* TASK OBJECTIVE
In the listing below, every entry should be duplicated exactly.

==== EXERCISE INPUTS ====

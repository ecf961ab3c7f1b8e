use aes_gcm::{
    aead::{Aead, KeyInit},
    Aes256Gcm, Key, Nonce,
};
use base64::{engine::general_purpose::URL_SAFE_NO_PAD, Engine as _};
use rand::RngCore;
use sha2::{Digest, Sha256};
use thiserror::Error;

const NONCE_LEN: usize = 12;

/// The token was malformed, produced under a different key, or tampered with.
/// Callers treat this as "unauthenticated", never as a retryable fault. The
/// message deliberately carries nothing about the token or the key.
#[derive(Debug, Error)]
#[error("identity token could not be decrypted")]
pub struct DecryptionError;

#[derive(Debug, Error)]
#[error("identity token could not be produced")]
pub struct EncryptionError;

/// Reversible codec for the identity header. The caller's email is encrypted
/// by the trusted gateway once at login and decrypted here on every request,
/// standing in for a server-side session store. Pure codec; it knows nothing
/// about accounts.
pub struct IdentityCodec {
    cipher: Aes256Gcm,
}

impl IdentityCodec {
    /// Derives the process-wide 256-bit key from the configured secret. The
    /// key is provisioned once at startup and never rotated at runtime.
    pub fn new(secret: &str) -> Self {
        let digest = Sha256::digest(secret.as_bytes());
        let cipher = Aes256Gcm::new(Key::<Aes256Gcm>::from_slice(&digest));
        Self { cipher }
    }

    /// Encrypts a plaintext identity into an opaque base64url token of
    /// `nonce || ciphertext`, with a fresh random nonce per call.
    pub fn encrypt(&self, plaintext: &str) -> Result<String, EncryptionError> {
        let mut nonce = [0u8; NONCE_LEN];
        rand::thread_rng().fill_bytes(&mut nonce);

        let ciphertext = self
            .cipher
            .encrypt(Nonce::from_slice(&nonce), plaintext.as_bytes())
            .map_err(|_| EncryptionError)?;

        let mut token = Vec::with_capacity(NONCE_LEN + ciphertext.len());
        token.extend_from_slice(&nonce);
        token.extend_from_slice(&ciphertext);
        Ok(URL_SAFE_NO_PAD.encode(token))
    }

    pub fn decrypt(&self, token: &str) -> Result<String, DecryptionError> {
        let bytes = URL_SAFE_NO_PAD.decode(token).map_err(|_| DecryptionError)?;
        if bytes.len() <= NONCE_LEN {
            return Err(DecryptionError);
        }
        let (nonce, ciphertext) = bytes.split_at(NONCE_LEN);

        let plaintext = self
            .cipher
            .decrypt(Nonce::from_slice(nonce), ciphertext)
            .map_err(|_| DecryptionError)?;

        String::from_utf8(plaintext).map_err(|_| DecryptionError)
    }
}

====

* THE COMPLETED TASK
repository ecf961ab3c7f1b8e
use aes_gcm::{
    aead::{Aead, KeyInit},
    Aes256Gcm, Key, Nonce,
};
use base64::{engine::general_purpose::URL_SAFE_NO_PAD, Engine as _};
use rand::RngCore;
use sha2::{Digest, Sha256};
use thiserror::Error;

const NONCE_LEN: usize = 12;

/// The token was malformed, produced under a different key, or tampered with.
/// Callers treat this as "unauthenticated", never as a retryable fault. The
/// message deliberately carries nothing about the token or the key.
#[derive(Debug, Error)]
#[error("identity token could not be decrypted")]
pub struct DecryptionError;

#[derive(Debug, Error)]
#[error("identity token could not be produced")]
pub struct EncryptionError;

/// Reversible codec for the identity header. The caller's email is encrypted
/// by the trusted gateway once at login and decrypted here on every request,
/// standing in for a server-side session store. Pure codec; it knows nothing
/// about accounts.
pub struct IdentityCodec {
    cipher: Aes256Gcm,
}

impl IdentityCodec {
    /// Derives the process-wide 256-bit key from the configured secret. The
    /// key is provisioned once at startup and never rotated at runtime.
    pub fn new(secret: &str) -> Self {
        let digest = Sha256::digest(secret.as_bytes());
        let cipher = Aes256Gcm::new(Key::<Aes256Gcm>::from_slice(&digest));
        Self { cipher }
    }

    /// Encrypts a plaintext identity into an opaque base64url token of
    /// `nonce || ciphertext`, with a fresh random nonce per call.
    pub fn encrypt(&self, plaintext: &str) -> Result<String, EncryptionError> {
        let mut nonce = [0u8; NONCE_LEN];
        rand::thread_rng().fill_bytes(&mut nonce);

        let ciphertext = self
            .cipher
            .encrypt(Nonce::from_slice(&nonce), plaintext.as_bytes())
            .map_err(|_| EncryptionError)?;

        let mut token = Vec::with_capacity(NONCE_LEN + ciphertext.len());
        token.extend_from_slice(&nonce);
        token.extend_from_slice(&ciphertext);
        Ok(URL_SAFE_NO_PAD.encode(token))
    }

    pub fn decrypt(&self, token: &str) -> Result<String, DecryptionError> {
        let bytes = URL_SAFE_NO_PAD.decode(token).map_err(|_| DecryptionError)?;
        if bytes.len() <= NONCE_LEN {
            return Err(DecryptionError);
        }
        let (nonce, ciphertext) = bytes.split_at(NONCE_LEN);

        let plaintext = self
            .cipher
            .decrypt(Nonce::from_slice(nonce), ciphertext)
            .map_err(|_| DecryptionError)?;

        String::from_utf8(plaintext).map_err(|_| DecryptionError)
    }
}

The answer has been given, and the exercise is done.